- The Washington Times - Monday, January 24, 2005

BAGHDAD — A suicide driver detonated a car bomb outside the prime minister’s party headquarters yesterday, injuring 10 persons in a blast claimed by the al Qaeda affiliate in Iraq.

Leaders of a mostly Shi’ite Muslim faction that is expected to be a big winner in Sunday’s national elections said yesterday that they had no intention of establishing a cleric-ruled Islamic state in Iraq and that they vowed not to be dragged into a civil war by seeking revenge for Sunni extremist attacks.

The suicide bomber struck at a police checkpoint on the road leading to Prime Minister Iyad Allawi’s Iraqi National Accord offices in central Baghdad, shaking the city center with a thunderous explosion. Mr. Allawi is a Shi’ite.

Eight policemen and two civilians were wounded, said Dr. Mudhar Abdul-Hussein of Yarmouk Hospital.

Al Qaeda’s wing in Iraq said in a Web posting that “one of the young lions in the suicide regiment” carried out the attack against the party office of Mr. Allawi, “the agent of the Jews and the Christians.”

The attacks occurred six days before Iraq’s crucial national elections, the first since the fall of dictator Saddam Hussein in 2003. Insurgents have condemned the elections and vowed to disrupt them.

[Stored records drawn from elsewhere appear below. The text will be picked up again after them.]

//! Position arithmetic for dense, zero-based ordered domains.
//!
//! A domain is any container whose items occupy positions `0..n` exactly once:
//! the lanes of a board, or the entries of a lane. Functions here only compute
//! what has to change; applying the result is left to the caller.

use crate::error::{Result, TavlaError};

/// Direction of a single position shift
#[derive(Debug, Clone, Copy, PartialEq, Eq)]
pub enum Delta {
    /// +1, opens a slot
    Up,
    /// -1, closes a gap
    Down,
}

/// Shift every item of `domain` whose position lies in `from..=to` by `delta`.
///
/// `to == None` means the range is unbounded above.
#[derive(Debug, Clone, PartialEq, Eq)]
pub struct Shift<K> {
    pub domain: K,
    pub from: u32,
    pub to: Option<u32>,
    pub delta: Delta,
}

impl<K: PartialEq> Shift<K> {
    pub fn covers(&self, domain: &K, position: u32) -> bool {
        &self.domain == domain
            && position >= self.from
            && self.to.map_or(true, |to| position <= to)
    }
}

/// Final slot of the item being moved
#[derive(Debug, Clone, PartialEq, Eq)]
pub struct Placement<K> {
    pub domain: K,
    pub position: u32,
}

/// Sibling shifts needed to open or close a slot, plus where the mover lands
#[derive(Debug, Clone, PartialEq, Eq)]
pub struct ShiftPlan<K> {
    pub shifts: Vec<Shift<K>>,
    pub placement: Option<Placement<K>>,
}

impl<K: PartialEq> ShiftPlan<K> {
    fn empty() -> Self {
        Self {
            shifts: Vec::new(),
            placement: None,
        }
    }

    /// True when applying the plan changes no sibling position
    pub fn is_noop(&self) -> bool {
        self.shifts.is_empty()
    }

    /// New position of a sibling currently at `position` in `domain`
    pub fn shifted(&self, domain: &K, position: u32) -> u32 {
        self.shifts
            .iter()
            .filter(|shift| shift.covers(domain, position))
            .fold(position, |pos, shift| match shift.delta {
                Delta::Up => pos + 1,
                Delta::Down => pos.saturating_sub(1),
            })
    }
}

/// Plans moving the item at `current` in `domain` to `target` in `target_domain`.
///
/// `target` must already be clamped by the caller: to `[0, count]` for a move
/// into another domain, and to `[0, count - 1]` within the same domain.
pub fn plan_move<K: Clone + PartialEq>(
    domain: &K,
    current: u32,
    target_domain: &K,
    target: u32,
) -> ShiftPlan<K> {
    let placement = Some(Placement {
        domain: target_domain.clone(),
        position: target,
    });

    if domain != target_domain {
        return ShiftPlan {
            shifts: vec![
                Shift {
                    domain: domain.clone(),
                    from: current + 1,
                    to: None,
                    delta: Delta::Down,
                },
                Shift {
                    domain: target_domain.clone(),
                    from: target,
                    to: None,
                    delta: Delta::Up,
                },
            ],
            placement,
        };
    }

    let shifts = if target > current {
        vec![Shift {
            domain: domain.clone(),
            from: current + 1,
            to: Some(target),
            delta: Delta::Down,
        }]
    } else if target < current {
        vec![Shift {
            domain: domain.clone(),
            from: target,
            to: Some(current - 1),
            delta: Delta::Up,
        }]
    } else {
        Vec::new()
    };

    ShiftPlan { shifts, placement }
}

/// Position for an item appended to a domain currently holding `count` items
pub fn plan_append<K>(_domain: &K, count: usize) -> Result<u32> {
    position_at(count)
}

/// Converts an item count or index into a position.
///
/// Positions are `u32`, so a domain can hold at most `u32::MAX` items.
pub fn position_at(index: usize) -> Result<u32> {
    u32::try_from(index).map_err(|_| {
        TavlaError::Conflict(format!("position {} exceeds the domain capacity", index))
    })
}

/// Plans closing the gap left by removing the item at `removed`
pub fn plan_removal<K: Clone + PartialEq>(domain: &K, removed: u32) -> ShiftPlan<K> {
    let mut plan = ShiftPlan::empty();
    plan.shifts.push(Shift {
        domain: domain.clone(),
        from: removed + 1,
        to: None,
        delta: Delta::Down,
    });
    plan
}

/// An explicit, validated new position for every item of a domain
#[derive(Debug, Clone, PartialEq, Eq)]
pub struct ReorderPlan<K, I> {
    pub domain: K,
    pub assignments: Vec<(I, u32)>,
}

/// Accepts `assignments` verbatim if its positions are exactly `{0..current_size-1}`
pub fn plan_reorder<K, I>(
    domain: K,
    assignments: Vec<(I, u32)>,
    current_size: usize,
) -> Result<ReorderPlan<K, I>> {
    if assignments.len() != current_size {
        return Err(TavlaError::InvalidPermutation(format!(
            "expected {} positions, got {}",
            current_size,
            assignments.len()
        )));
    }

    if !is_dense(assignments.iter().map(|(_, pos)| *pos)) {
        return Err(TavlaError::InvalidPermutation(format!(
            "positions must be exactly 0..{}",
            current_size
        )));
    }

    Ok(ReorderPlan {
        domain,
        assignments,
    })
}

/// Clamps a requested position to `[0, upper]`
pub fn clamp_target(target: u32, upper: u32) -> u32 {
    target.min(upper)
}

/// Checks the dense zero-based invariant: `n` positions equal to `{0..n-1}`
pub fn is_dense(positions: impl IntoIterator<Item = u32>) -> bool {
    let positions: Vec<u32> = positions.into_iter().collect();
    let mut seen = vec![false; positions.len()];

    for pos in positions {
        match seen.get_mut(pos as usize) {
            Some(slot) if !*slot => *slot = true,
            _ => return false,
        }
    }

    true
}
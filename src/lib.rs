//! # Tavla Core
//!
//! Ordered board engine: boards hold lanes and lanes hold entries, each kept
//! in dense zero-based positions. Entries move within and across lanes, lanes
//! move and reorder within their board, and every such change commits as a
//! single isolated transaction. An invitation state machine decides who
//! becomes a member of a board.
//!
//! Authentication, request validation and transport belong to the caller.

pub mod config;
pub mod domain;
pub mod error;
pub mod storage;
pub mod store;

// Re-export commonly used types
pub use config::{Defaults, StorageConfig, TavlaConfig};
pub use domain::{
    board::{Board, BoardPatch, BoardView, Lane, LanePatch, LaneView},
    entry::{Entry, EntryPatch, NewEntry, Priority},
    ids::{BoardId, EntryId, InvitationId, LaneId, UserId},
    invitation::{Invitation, InvitationStatus, PendingInvitation},
};
pub use error::{ErrorKind, RecordKind, Result, TavlaError};
pub use storage::Storage;
pub use store::{BoardStore, Database, InvitationLedger, MembershipStore};

use std::sync::Arc;

/// Composition root wiring every store over one shared database
#[derive(Clone)]
pub struct Tavla {
    pub boards: BoardStore,
    pub members: MembershipStore,
    pub invitations: InvitationLedger,
}

impl Tavla {
    /// Opens the backend named in `config`
    pub async fn open(config: TavlaConfig) -> Result<Self> {
        let storage = config.storage.build();
        Self::with_storage(storage, config).await
    }

    /// Opens an explicit backend, using `config` only for defaults
    pub async fn with_storage(storage: Arc<dyn Storage>, config: TavlaConfig) -> Result<Self> {
        let db = Arc::new(Database::open(storage).await?);
        let members = MembershipStore::new(Arc::clone(&db));

        Ok(Self {
            boards: BoardStore::new(Arc::clone(&db), members.clone(), config.defaults),
            invitations: InvitationLedger::new(db),
            members,
        })
    }
}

In an audiotape posted Sunday on the Web, a speaker claiming to be Abu Musab Zarqawi declared “fierce war” on the “evil principle of democracy” and said anyone who takes part in next weekend’s Iraqi elections would be considered “an infidel.”

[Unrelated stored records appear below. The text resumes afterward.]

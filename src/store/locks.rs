//! Per-domain exclusive locks.
//!
//! Every mutating operation names all the domains it touches up front and
//! acquires them in one batch. Keys are taken in their `Ord` order, so two
//! batches can never wait on each other in a cycle.

use crate::domain::{BoardId, LaneId, UserId};
use std::{
    collections::HashMap,
    sync::{Arc, Mutex, PoisonError},
};
use tokio::sync::{Mutex as AsyncMutex, OwnedMutexGuard};
use tracing::debug;

/// A lockable ordering or membership domain
#[derive(Debug, Clone, Copy, PartialEq, Eq, PartialOrd, Ord, Hash)]
pub enum LockKey {
    /// Lane order of a board
    Board(BoardId),
    /// Entry order of a lane
    Lane(LaneId),
    /// Member set of a board
    Members(BoardId),
    /// The invitation row for a (board, invitee) pair
    Invite(BoardId, UserId),
}

const PRUNE_THRESHOLD: usize = 1024;

#[derive(Debug, Default)]
pub struct LockTable {
    slots: Mutex<HashMap<LockKey, Arc<AsyncMutex<()>>>>,
}

impl LockTable {
    pub fn new() -> Self {
        Self::default()
    }

    /// Waits until every key is held exclusively
    pub async fn acquire(&self, keys: impl IntoIterator<Item = LockKey>) -> LockSet {
        let mut keys: Vec<LockKey> = keys.into_iter().collect();
        keys.sort();
        keys.dedup();

        let mut guards = Vec::with_capacity(keys.len());
        for key in &keys {
            guards.push(self.slot(*key).lock_owned().await);
        }

        debug!(?keys, "acquired domain locks");
        LockSet {
            keys,
            _guards: guards,
        }
    }

    fn slot(&self, key: LockKey) -> Arc<AsyncMutex<()>> {
        let mut slots = self.slots.lock().unwrap_or_else(PoisonError::into_inner);

        // Unreferenced slots have no holder and no waiter
        if slots.len() >= PRUNE_THRESHOLD {
            slots.retain(|_, slot| Arc::strong_count(slot) > 1);
        }

        slots
            .entry(key)
            .or_insert_with(|| Arc::new(AsyncMutex::new(())))
            .clone()
    }

    #[cfg(test)]
    fn len(&self) -> usize {
        self.slots
            .lock()
            .unwrap_or_else(PoisonError::into_inner)
            .len()
    }
}

/// Held locks; released on drop
#[derive(Debug)]
pub struct LockSet {
    keys: Vec<LockKey>,
    _guards: Vec<OwnedMutexGuard<()>>,
}

impl LockSet {
    pub fn holds(&self, key: &LockKey) -> bool {
        self.keys.binary_search(key).is_ok()
    }
}

#[cfg(test)]
mod tests {
    use super::*;
    use std::time::Duration;

    #[test]
    fn test_key_order_puts_boards_first() {
        let board = LockKey::Board(BoardId::new());
        let lane = LockKey::Lane(LaneId::new());
        let members = LockKey::Members(BoardId::new());
        assert!(board < lane);
        assert!(lane < members);
    }

    #[tokio::test]
    async fn test_duplicate_keys_are_taken_once() {
        let table = LockTable::new();
        let lane = LaneId::new();

        let set = table
            .acquire([LockKey::Lane(lane), LockKey::Lane(lane)])
            .await;
        assert!(set.holds(&LockKey::Lane(lane)));
        assert!(!set.holds(&LockKey::Lane(LaneId::new())));
    }

    #[tokio::test]
    async fn test_conflicting_sets_serialize() {
        let table = Arc::new(LockTable::new());
        let lane = LaneId::new();

        let held = table.acquire([LockKey::Lane(lane)]).await;

        let waiter = {
            let table = Arc::clone(&table);
            tokio::spawn(async move {
                let _set = table.acquire([LockKey::Lane(lane)]).await;
            })
        };

        tokio::time::sleep(Duration::from_millis(20)).await;
        assert!(!waiter.is_finished());

        drop(held);
        tokio::time::timeout(Duration::from_secs(1), waiter)
            .await
            .unwrap()
            .unwrap();
    }

    #[tokio::test]
    async fn test_unrelated_sets_do_not_block() {
        let table = LockTable::new();
        let _first = table.acquire([LockKey::Lane(LaneId::new())]).await;

        tokio::time::timeout(
            Duration::from_secs(1),
            table.acquire([LockKey::Lane(LaneId::new())]),
        )
        .await
        .unwrap();
    }

    #[tokio::test]
    async fn test_idle_slots_are_pruned() {
        let table = LockTable::new();
        for _ in 0..PRUNE_THRESHOLD + 10 {
            let _set = table.acquire([LockKey::Lane(LaneId::new())]).await;
        }
        assert!(table.len() < PRUNE_THRESHOLD + 10);
    }
}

The Jordanian-born Zarqawi heads al Qaeda in Iraq, the terror network’s local affiliate. The group is behind many of the car bombings, beheadings, assassinations and other attacks plaguing Iraq.

A top lieutenant of Zarqawi’s terror group, Sami Mohammed Ali Said al-Jaaf, also known as Abu Omar al-Kurdi, was arrested during a raid in Baghdad on Jan. 15, the government said yesterday.

Zarqawi has been trying to incite Sunni Muslims against the Shi’ite majority, playing on Sunni fears that they will lose the privileged position they have enjoyed for generations.

In a press conference, politicians running on a Shi’ite clerical-endorsed ticket, the United Iraqi Alliance, sought to play down fears of an Iranian-style Shi’ite state.